203496 – checkouts form subversion via apache fail with "Could not read chunk size" error

Bug 203496 - checkouts form subversion via apache fail with "Could not read chunk size" error

Summary: checkouts form subversion via apache fail with "Could not read chunk size" error

Keywords:
Status:	CLOSED WONTFIX
Alias:	None
Product:	Fedora
Classification:	Fedora
Component:	httpd
Sub Component:
Version:	5
Hardware:	i386
OS:	Linux
Priority:	medium
Severity:	low
Target Milestone:	---
Assignee:	Joe Orton
QA Contact:
Docs Contact:
URL:
Whiteboard:	bzcl34nup
Depends On:
Blocks:
TreeView+	depends on / blocked

Reported:	2006-08-22 02:46 UTC by Mark Slemko
Modified:	2008-05-06 16:15 UTC (History)
CC List:	1 user (show)
Fixed In Version:
Clone Of:
Environment:
Last Closed:	2008-05-06 16:15:24 UTC
Type:	---
Embargoed:
Dependent Products:

Attachments	(Terms of Use)
debug output from failures running subversion (28.88 KB, text/plain) 2006-09-05 23:22 UTC, Mark Slemko	no flags	Details
backtrace for pid 11731 (6.91 KB, text/plain) 2006-09-13 21:18 UTC, Mark Slemko	no flags	Details
additional backtrace (5.59 KB, text/plain) 2006-09-14 15:54 UTC, Mark Slemko	no flags	Details
backtrace I'm getting all the time (1.24 KB, text/plain) 2006-09-29 19:05 UTC, Mark Slemko	no flags	Details
core dump with the 'rv' error found (1.20 MB, application/octet-stream) 2006-10-02 17:11 UTC, Mark Slemko	no flags	Details
Another core dump (1.36 MB, application/octet-stream) 2006-10-25 17:39 UTC, Mark Slemko	no flags	Details
View All

Description Mark Slemko 2006-08-22 02:46:18 UTC

Description of problem:
there is a problem with the combination of subversion and apache where the
checkout or update of a project fails with an error when large volumes of data
are transferred. Basically, an error like this occurs:
REPORT request failed on '/svn/srt/!svn/vcc/default'
REPORT of '/svn/srt/!svn/vcc/default': Could not read chunk size: connection was
closed


Version-Release number of selected component (if applicable):
Apache/2.2.2
svn, version 1.3.2

How reproducible:
somewhat reproducable.

Steps to Reproduce:
when a bunch of large files (multi MB) are checked into a repository and then
you proceed to get them using a subversion client via checkout or update (slower
network connection exacerbates the problem, i.e. wireless), it will regularly
fail. This happens on clients for windows, mac, and linux (fc5) in the same
manner, so the server side is the suspect here. Apache with mod_dav and
subversion are the server side components.

Actual results:
svn: REPORT request failed on '/svn/srt/!svn/vcc/default'
svn: REPORT of '/svn/srt/!svn/vcc/default': Could not read chunk size:
connection was closed by server. 
(other similar error messages appeared with the 'Could not read chunk size' message)

Expected results:
finished the checkout/update without errors

Additional info:
This is described on the tigris site as well here:
http://subversion.tigris.org/faq.html#tiger-apr-0.9.6

Suggested solution:
(quoted from the tigris faq above for completeness)
Currently, the best solution is to rebuild Apache and Subversion from their
respective sources, setting the following environment variable before running
configure for Apache:
   setenv ac_cv_func_poll no
or in Bourne shell syntax, like this:
   ac_cv_func_poll=no; export ac_cv_func_poll
If you built APR / APRUTIL separately (i.e., you did not use the ones that come
as part of the Apache tarball), you must set that environment variable before
running configure for APR, as this is where the problem lies.

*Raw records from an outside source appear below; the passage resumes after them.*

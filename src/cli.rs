pub mod args;
pub mod color_when;
pub mod commands;
pub mod config;
pub mod consts;
pub mod errors;
pub mod read_document;
pub mod common_prefix_len;
pub mod common_suffix_len;
pub mod side;
pub mod string_builder;
pub mod string_or_nothing;
/// Documents above this size are rejected before they are compared.
pub const DEFAULT_MAX_DOCUMENT_BYTES: u64 = 1024 * 1024;

pub const DEFAULT_PDFTOTEXT_PATH: &str = "pdftotext";

pub const EXIT_NOT_READY: u8 = 65;
pub const EXIT_INPUT: u8 = 66;
pub const EXIT_INTERNAL: u8 = 70;
pub const EXIT_CONFIG: u8 = 78;
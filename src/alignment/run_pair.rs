use crate::{
    Side,
    tokenizer::token::{Token, join_tokens},
};

use super::raw_operation::RawOperation;

/// A maximal span of the alignment: either tokens present in both documents
/// or the two documents' competing tokens between the same pair of common
/// anchors.
#[derive(Debug, Clone, PartialEq, Eq)]
pub enum RunPair {
    Common(Vec<Token>),
    Changed { a: Vec<Token>, b: Vec<Token> },
}

impl RunPair {
    /// The tokens this run contributes to the given document.
    #[must_use]
    pub fn tokens(&self, side: Side) -> &[Token] {
        match (self, side) {
            (RunPair::Common(tokens), _)
            | (RunPair::Changed { a: tokens, .. }, Side::A)
            | (RunPair::Changed { b: tokens, .. }, Side::B) => tokens,
        }
    }

    #[must_use]
    pub fn text(&self, side: Side) -> String { join_tokens(self.tokens(side)) }

    #[must_use]
    pub fn is_changed(&self) -> bool { matches!(self, RunPair::Changed { .. }) }
}

/// Collapse a token-level edit script into alternating runs. Everything
/// between two `Equal` stretches becomes one `Changed` run, regardless of how
/// the deletions and insertions are interleaved.
pub fn group_runs<'a>(operations: impl IntoIterator<Item = RawOperation<'a>>) -> Vec<RunPair> {
    let mut runs = Vec::new();
    let mut common = Vec::new();
    let mut changed_a = Vec::new();
    let mut changed_b = Vec::new();

    for operation in operations {
        if operation.is_equal() {
            flush_changed(&mut runs, &mut changed_a, &mut changed_b);
        } else {
            flush_common(&mut runs, &mut common);
        }

        match operation {
            RawOperation::Equal(token) => common.push(token.clone()),
            RawOperation::Delete(token) => changed_a.push(token.clone()),
            RawOperation::Insert(token) => changed_b.push(token.clone()),
        }
    }

    flush_common(&mut runs, &mut common);
    flush_changed(&mut runs, &mut changed_a, &mut changed_b);

    runs
}

fn flush_common(runs: &mut Vec<RunPair>, common: &mut Vec<Token>) {
    if !common.is_empty() {
        runs.push(RunPair::Common(std::mem::take(common)));
    }
}

fn flush_changed(runs: &mut Vec<RunPair>, changed_a: &mut Vec<Token>, changed_b: &mut Vec<Token>) {
    if !changed_a.is_empty() || !changed_b.is_empty() {
        runs.push(RunPair::Changed {
            a: std::mem::take(changed_a),
            b: std::mem::take(changed_b),
        });
    }
}

#[cfg(test)]
mod tests {
    use pretty_assertions::assert_eq;

    use super::*;

    #[test]
    fn test_interleaved_changes_become_one_run() {
        let (x, y, p, q, z) = (
            Token::from("x"),
            Token::from("y"),
            Token::from("p"),
            Token::from("q"),
            Token::from("z"),
        );
        let runs = group_runs([
            RawOperation::Equal(&x),
            RawOperation::Insert(&p),
            RawOperation::Delete(&y),
            RawOperation::Insert(&q),
            RawOperation::Equal(&z),
        ]);

        assert_eq!(
            runs,
            vec![
                RunPair::Common(vec![x]),
                RunPair::Changed {
                    a: vec![y],
                    b: vec![p, q]
                },
                RunPair::Common(vec![z]),
            ]
        );
        assert_eq!(runs[1].text(Side::A), "y");
        assert_eq!(runs[1].text(Side::B), "pq");
        assert_eq!(runs[0].text(Side::B), "x");
    }

    #[test]
    fn test_trailing_change_is_flushed() {
        let (x, y) = (Token::from("x"), Token::from("y"));
        let runs = group_runs([RawOperation::Equal(&x), RawOperation::Delete(&y)]);

        assert_eq!(runs.len(), 2);
        assert!(runs[1].is_changed());
        assert_eq!(runs[1].text(Side::B), "");
    }

    #[test]
    fn test_no_operations() {
        assert!(group_runs([]).is_empty());
    }
}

Comment 1 Joe Orton 2006-08-29 08:14:01 UTC

A connection truncation like this is generally caused by the server doing
something wrong.  Do you have a reliable reproduction case for the error?

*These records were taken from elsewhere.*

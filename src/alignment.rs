//! Aligning two token sequences into alternating common and changed runs.

mod lcs;
mod myers;
mod raw_operation;
mod run_pair;

use log::debug;
#[cfg(feature = "serde")]
use serde::{Deserialize, Serialize};

pub use run_pair::RunPair;

use crate::{ReconcileError, tokenizer::token::Token};
use raw_operation::RawOperation;

/// Upper bound on the number of LCS table cells held in memory at once.
/// Tables above it are checkpointed, and when even the checkpoints don't fit
/// `AlignmentAlgorithm::Auto` switches to Myers' algorithm.
pub const DEFAULT_LCS_CELL_LIMIT: usize = 1 << 25;

/// The diff algorithm used to align two documents.
#[cfg_attr(feature = "serde", derive(Serialize, Deserialize))]
#[cfg_attr(feature = "serde", serde(rename_all = "lowercase"))]
#[derive(Debug, Clone, Copy, PartialEq, Eq, Default)]
pub enum AlignmentAlgorithm {
    /// `Lcs` while its table fits the cell limit, `Myers` otherwise.
    #[default]
    Auto,
    /// Dynamic-programming LCS with leftmost tie-breaking. Inputs whose table
    /// doesn't fit the cell limit are rejected.
    Lcs,
    /// Myers' `O((N+M)D)` algorithm.
    Myers,
}

/// Align `tokens_a` and `tokens_b` with the automatic algorithm choice and
/// the default cell limit.
#[must_use]
pub fn align(tokens_a: &[Token], tokens_b: &[Token]) -> Vec<RunPair> {
    run_pair::group_runs(auto_diff(tokens_a, tokens_b, DEFAULT_LCS_CELL_LIMIT))
}

/// Align two token sequences into `RunPair`-s.
///
/// Runs partition both sequences: concatenating the side-A (side-B) tokens
/// of the result gives back `tokens_a` (`tokens_b`). Common and changed runs
/// alternate, so there's at most one changed run between two common ones.
///
/// # Errors
///
/// `ReconcileError::Input` if `AlignmentAlgorithm::Lcs` is requested for
/// documents whose table can't be held in `lcs_cell_limit` cells.
pub fn align_with(
    tokens_a: &[Token],
    tokens_b: &[Token],
    algorithm: AlignmentAlgorithm,
    lcs_cell_limit: usize,
) -> Result<Vec<RunPair>, ReconcileError> {
    debug!(
        "Aligning {} and {} tokens using {algorithm:?}",
        tokens_a.len(),
        tokens_b.len()
    );

    let operations = match algorithm {
        AlignmentAlgorithm::Auto => auto_diff(tokens_a, tokens_b, lcs_cell_limit),
        AlignmentAlgorithm::Lcs => lcs::lcs_diff(tokens_a, tokens_b, lcs_cell_limit)
            .ok_or_else(|| {
                ReconcileError::input(format!(
                    "aligning {} and {} tokens with LCS needs more than {lcs_cell_limit} \
                     table cells, use the automatic or the Myers algorithm",
                    tokens_a.len(),
                    tokens_b.len()
                ))
            })?,
        AlignmentAlgorithm::Myers => myers::myers_diff(tokens_a, tokens_b),
    };

    Ok(run_pair::group_runs(operations))
}

fn auto_diff<'a>(
    tokens_a: &'a [Token],
    tokens_b: &'a [Token],
    lcs_cell_limit: usize,
) -> Vec<RawOperation<'a>> {
    lcs::lcs_diff(tokens_a, tokens_b, lcs_cell_limit).unwrap_or_else(|| {
        debug!("The LCS table does not fit {lcs_cell_limit} cells, falling back to Myers");
        myers::myers_diff(tokens_a, tokens_b)
    })
}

The error_log will likely contain a mod_dav error (or a segfault) around where
the report was truncated.  Can you provide error_log details?

Comment 2 Mark Slemko 2006-08-29 21:21:13 UTC

I am able to reproduce this on our internal server quite easily.

I ran an update on my project which takes several minutes to do, and it caused
the error 2 times during 2 sequential updates. I show both error messages below.
This is interesting, too, as it indicates php as a source of the error/failure
(although I don't know why php would be involked for subversion update). [I was
the only person using the server at the time.]

from the error_log:
PHP Fatal error:  Maximum execution time of 30 seconds exceeded in Unknown on line 0
[Tue Aug 29 14:37:59 2006] [notice] child pid 20552 exit signal Segmentation
fault (11)
PHP Fatal error:  Maximum execution time of 30 seconds exceeded in Unknown on line 0
[Tue Aug 29 14:39:08 2006] [notice] child pid 4570 exit signal Segmentation
fault (11)

I suspect I could increase the php timeout to hide the problem. ;-)

Comment 3 Joe Orton 2006-08-30 08:51:56 UTC

That's pretty odd.  Can you capture a backtrace?  Please do:

  yum install httpd-debuginfo subversion-debuginfo php-debuginfo
  echo CoreDumpDirectory /tmp > /etc/httpd/conf.d/coredump.conf
  service httpd restart
  <... trigger segfault...>
  gdb /usr/sbin/httpd /tmp/core.<pid>

Comment 4 Mark Slemko 2006-08-31 22:09:44 UTC

I installed:
yum install httpd-devel subversion-devel php-devel
and followed the rest of your instructions, however, it seems to have changed
its frequency of occurance. (haven't yet had it fail), so the *devel libraries
have affected this problem (in a positive way?). 
If/when it does fail again I will follow up on this.

Comment 5 Joe Orton 2006-09-01 06:44:39 UTC

It's the *debuginfo* packages not -devel - these will simply give a better
backtrace when you can get a core dump so will aid diagnosis, not fix the issue.

Comment 6 Mark Slemko 2006-09-05 23:22:06 UTC

Created attachment 135615 [details]
debug output from failures running subversion

This is the requested debug information when the system fails during a
subversion update, commit or other functions.

Comment 7 Joe Orton 2006-09-06 08:32:55 UTC

Thanks very much, this is very useful.  It seems like the PHP alarm signal is
not getting reset after a previous request in this child.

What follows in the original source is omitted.